LEXINGTON, Ky. (WTVQ) — Labor Day is not a holiday for staff and students as part of the University of Kentucky’s broader efforts to contain the spread of the coronavirus, among the thousands of students and staff.
That effort already is attracting attention from other schools across the country because of the mass testing and fol,low-up system, quarantine facilities and other steps the university has taken.
“We are advising students to stay on campus because it is the best way to ensure the health and safety of everyone involved, irrespective of the current numbers on campus. And that’s the kind of advice that Dr. Fauci and others are providing throughout the country for all campuses. And we changed our academic calendar before the start of the fall semester. Labor day is now a work day and class day – that was done as part of an effort to incentivize students to say on campus all semester and limit travel,” UK spokesperson Jim Blanton said.
Gov. Andy Beshear touched on the subject during his daily briefing Wednesday.
When asked about quarantining students in hotels rather than sending them to their hometowns, Beshear noted, “Sending them home runs the risk of exposing them there to other people and bringing it back or them taking the virus home, home where they might not be in as structured an environment.”
And from fraternities and sororities that have been turned into coronavirus quarantine areas to the number of students isolating off campus, UK launched Wednesday a comprehensive dashboard, to be updated daily, with information relevant to the current campus impact of COVID-19.
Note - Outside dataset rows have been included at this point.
//! GitHub extractor against a mock GitHub
//!
//! List and profile pages are served by wiremock; the extractor is driven
//! both directly and through a full session.

mod helpers;

use follownet_common::config::GitHubConfig;
use follownet_common::{ControlSignal, ErrorKind, ProgressEvent, RecordKind};
use follownet_scrape::extractor::{
    ExtractionRequest, Extractor, ExtractorItem, ExtractorRegistry, GitHubExtractor,
};
use follownet_scrape::session::{ControlHandle, SessionManager, SessionRequest};
use futures::StreamExt;
use helpers::*;
use wiremock::matchers::{method, path, query_param};
use wiremock::{Mock, MockServer, ResponseTemplate};

fn config(server: &MockServer) -> GitHubConfig {
    GitHubConfig {
        base_url: server.uri(),
        request_delay_ms: 0,
        ..GitHubConfig::default()
    }
}

fn list_page(users: &[&str]) -> String {
    let links: String = users
        .iter()
        .map(|u| format!(r#"<a data-hovercard-type="user" href="/{u}">{u}</a>"#))
        .collect();
    format!("<html><body>{}</body></html>", links)
}

fn profile_page(name: &str, followers: &str) -> String {
    format!(
        r#"<html><body>
             <h1 class="vcard-names"><span class="p-name">{name}</span></h1>
             <div class="js-profile-editable-area">
               <a href="/x?tab=followers"><span class="text-bold">{followers}</span> followers</a>
               <a href="/x?tab=following"><span class="text-bold">3</span> following</a>
             </div>
           </body></html>"#
    )
}

async fn mount_list(server: &MockServer, list_path: &str, page: &str, users: &[&str]) {
    Mock::given(method("GET"))
        .and(path(list_path))
        .and(query_param("page", page))
        .respond_with(ResponseTemplate::new(200).set_body_string(list_page(users)))
        .mount(server)
        .await;
}

async fn mount_profile(server: &MockServer, user: &str, name: &str, followers: &str) {
    Mock::given(method("GET"))
        .and(path(format!("/{}", user)))
        .respond_with(ResponseTemplate::new(200).set_body_string(profile_page(name, followers)))
        .mount(server)
        .await;
}

async fn run_direct(
    extractor: &GitHubExtractor,
    url: &str,
    limit: usize,
    control: &ControlHandle,
) -> Vec<ExtractorItem> {
    let request = ExtractionRequest {
        url: url.to_string(),
        page: 1,
        limit,
    };
    let mut stream = extractor.run(request, control.token());
    let mut items = Vec::new();
    while let Some(item) = tokio::time::timeout(PATIENCE, stream.next())
        .await
        .expect("extractor stalled")
    {
        items.push(item.expect("extraction failed"));
    }
    items
}

fn records(items: &[ExtractorItem]) -> Vec<&follownet_common::Record> {
    items
        .iter()
        .filter_map(|item| match item {
            ExtractorItem::Record(record) => Some(record),
            _ => None,
        })
        .collect()
}

#[tokio::test]
async fn followers_are_listed_then_profiled() {
    // Given: two followers, one with a missing profile
    let server = MockServer::start().await;
    mount_list(&server, "/octocat", "1", &["octocat", "alice", "bob"]).await;
    mount_profile(&server, "alice", "Alice Liddell", "1.5k").await;

    let extractor = GitHubExtractor::new(&config(&server)).unwrap();
    let (control, _acks) = ControlHandle::new();

    // When: extracting followers
    let items = run_direct(&extractor, "https://github.com/octocat", 10, &control).await;

    // Then: alice becomes a record, bob is skipped
    assert!(items
        .iter()
        .any(|item| matches!(item, ExtractorItem::Total(2))));
    let found = records(&items);
    assert_eq!(found.len(), 1);
    assert_eq!(found[0].username, "alice");
    assert_eq!(found[0].display_name, "Alice Liddell");
    assert_eq!(found[0].follower_count, Some(1500));
    assert_eq!(found[0].following_count, Some(3));
    assert_eq!(found[0].kind, RecordKind::Follower);
    assert_eq!(found[0].profile_url, format!("{}/alice", server.uri()));

    assert!(items.iter().any(|item| matches!(
        item,
        ExtractorItem::Skipped { entity, .. } if entity == "bob"
    )));
}

#[tokio::test]
async fn stargazers_are_extracted() {
    let server = MockServer::start().await;
    mount_list(&server, "/acme/widget/stargazers", "1", &["carol"]).await;
    mount_profile(&server, "carol", "Carol", "12").await;

    let extractor = GitHubExtractor::new(&config(&server)).unwrap();
    let (control, _acks) = ControlHandle::new();
    let items = run_direct(&extractor, "https://github.com/acme/widget", 10, &control).await;

    let found = records(&items);
    assert_eq!(found.len(), 1);
    assert_eq!(found[0].kind, RecordKind::Stargazer);
    assert_eq!(found[0].follower_count, Some(12));
    assert!(found[0].additional_info.contains("source: acme/widget"));
}

#[tokio::test]
async fn limit_truncates_the_list() {
    // Given: more users on page one than requested
    let server = MockServer::start().await;
    mount_list(&server, "/octocat", "1", &["a1", "a2", "a3"]).await;
    mount_profile(&server, "a1", "A1", "1").await;
    mount_profile(&server, "a2", "A2", "2").await;
    Mock::given(method("GET"))
        .and(path("/a3"))
        .respond_with(ResponseTemplate::new(200).set_body_string(profile_page("A3", "3")))
        .expect(0)
        .mount(&server)
        .await;
    Mock::given(method("GET"))
        .and(path("/octocat"))
        .and(query_param("page", "2"))
        .respond_with(ResponseTemplate::new(200).set_body_string(list_page(&["b1"])))
        .expect(0)
        .mount(&server)
        .await;

    let extractor = GitHubExtractor::new(&config(&server)).unwrap();
    let (control, _acks) = ControlHandle::new();

    // When: limit is two
    let items = run_direct(&extractor, "https://github.com/octocat", 2, &control).await;

    // Then: only two profiles are fetched
    let names: Vec<_> = records(&items).iter().map(|r| r.username.clone()).collect();
    assert_eq!(names, ["a1", "a2"]);
}

#[tokio::test]
async fn stop_before_listing_yields_no_records() {
    let server = MockServer::start().await;
    mount_list(&server, "/octocat", "1", &["alice"]).await;
    mount_profile(&server, "alice", "Alice", "1").await;

    let extractor = GitHubExtractor::new(&config(&server)).unwrap();
    let (control, _acks) = ControlHandle::new();
    assert!(control.request(ControlSignal::Stop).accepted);

    let items = run_direct(&extractor, "https://github.com/octocat", 10, &control).await;

    assert!(records(&items).is_empty());
    assert!(!items
        .iter()
        .any(|item| matches!(item, ExtractorItem::Total(_))));
}

#[tokio::test]
async fn unreachable_first_page_is_fatal() {
    // Given: a GitHub that answers 404 for everything
    let server = MockServer::start().await;
    let extractor = GitHubExtractor::new(&config(&server)).unwrap();
    let (control, _acks) = ControlHandle::new();

    // When: the stream is polled
    let request = ExtractionRequest {
        url: "https://github.com/octocat".to_string(),
        page: 1,
        limit: 10,
    };
    let results: Vec<_> = extractor.run(request, control.token()).collect().await;

    // Then: it ends with an error
    assert!(matches!(results.last(), Some(Err(_))));
    assert!(results.iter().all(|r| !matches!(r, Ok(ExtractorItem::Record(_)))));
}

#[tokio::test]
async fn session_over_mock_github_completes() {
    let server = MockServer::start().await;
    mount_list(&server, "/octocat", "1", &["alice", "bob"]).await;
    mount_profile(&server, "alice", "Alice", "10").await;
    mount_profile(&server, "bob", "Bob", "20").await;

    let registry = ExtractorRegistry::with_defaults(&config(&server)).unwrap();
    let manager = SessionManager::new(registry, test_settings());

    let mut stream = manager
        .create(SessionRequest::new("https://github.com/octocat").with_limit(5))
        .await;
    let events = collect(&mut stream.events).await;

    assert_eq!(
        milestones(&events),
        ["start", "platform", "user_completed", "user_completed", "complete"]
    );
    match events.last().unwrap() {
        ProgressEvent::Completed { data, total, .. } => {
            assert_eq!(*total, 2);
            assert_eq!(data[0].display_name, "Alice");
            assert_eq!(data[1].follower_count, Some(20));
        }
        other => panic!("expected complete, got {:?}", other),
    }
}

#[tokio::test]
async fn session_with_missing_account_fails() {
    let server = MockServer::start().await;
    let registry = ExtractorRegistry::with_defaults(&config(&server)).unwrap();
    let manager = SessionManager::new(registry, test_settings());

    let mut stream = manager
        .create(SessionRequest::new("https://github.com/nobody"))
        .await;
    let events = collect(&mut stream.events).await;

    assert_eq!(events.iter().filter(|e| e.is_terminal()).count(), 1);
    match events.last().unwrap() {
        ProgressEvent::Failed { kind, message } => {
            assert_eq!(*kind, ErrorKind::FatalExtraction);
            assert!(message.contains("nobody"), "{}", message);
        }
        other => panic!("expected error, got {:?}", other),
    }
}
Data in the dashboard are presented in the context of the 25,373 students who, as of Sept. 1, the university has required to complete a COVID-19 polymerase chain reaction (PCR) test. Students who don’t physically come to campus are not required to be tested.
Relevant data points in the dashboard include:
- Total active cases, defined as the number of UK students, to the knowledge of UK Health Corps, who have tested positive for COVID-19 and have not yet been released from their respective isolation locations or county health departments.
- Total recovered cases, defined as the number of students who previously tested positive and have since been released from their respective health departments in the counties in which they are isolating. This also applies to cases that are beyond 14 days of the test date.
- Total new cases, defined as the number of students who have tested positive for COVID-19 who did not previously exist in UK’s database of detected results.
- Number of students currently in isolation. Self-isolation separates people who have tested positive for COVID-19 from the general population. Notably, this differs from quarantine, which separates and restricts the movement of people who were exposed, but have not tested positive, to COVID-19.
- Percentage of students and employees who have completed the required daily screening. All students and employees who come on to campus are required to complete a COVID-19 screening, every day, seven days a week. Completion of this screening is necessary to remain in compliance with university requirements.
- UK-collected test results to date. These data reflect COVID-19 test results conducted through on-campus testing and retesting (by Wild Health and/or University Health Service) from the beginning of the semester through present day.
UK President Eli Capilouto said these data reflect the institution’s comprehensive modern public health infrastructure, fueled by a world-class college of public health and academic medical center.
“We are making data-driven decisions, informed by the work of scientists, clinicians and public health experts, to protect the health and safety of our community,” Capilouto said. “Science drives our interventions and shapes our approach to combating this virus.”
The dashboard reflects the robust data collection that is fueling the contact tracing process overseen by UK Health Corps. Seven days a week, UK’s team of contact tracers coordinates with university data analysts to detect trends, implement interventions and provide tailored support to members of the university community.
The team’s efforts are further informed by the daily screening all UK community members are required to complete if they come to campus, as well as the robust baseline testing required of all UK students who plan to physically interact with the campus community.
“The enormous amount of data we have collected — and continue to collect through our contact tracing protocols — allows us to quickly recognize trends and respond efficiently, comprehensively and compassionately,” said Lance Poston, co-project director of UK Health Corps. “The baseline testing was a powerful starting point as we began the semester. The daily screening continues to equip our contact tracers with the information they need to assess the landscape of our campus as it relates to COVID-19, as we all strive to combat the spread of this virus.”
As the dashboard reflects, UK’s currently active student cases, as a percentage of those who have been tested (the positivity rate), remains below 2%.
The institution recently completed a second phase of testing that focused specifically on members of UK Fraternity and Sorority Life organizations. The university will continue to test specific student populations as the data indicates trends in infection or exposure rates.
“We are approaching this challenge with the same characteristics that have always distinguished the UK community — determination and compassion,” Capilouto said. “This robust, comprehensive and labor-intensive approach to data-driven intervention underscores our resolve to provide the safest residential experience possible. Against that backdrop, I know that people across our campus are asking themselves every day how they can, in new ways, continue to connect with each other and show how much they care. That is who we are. That is what we do.”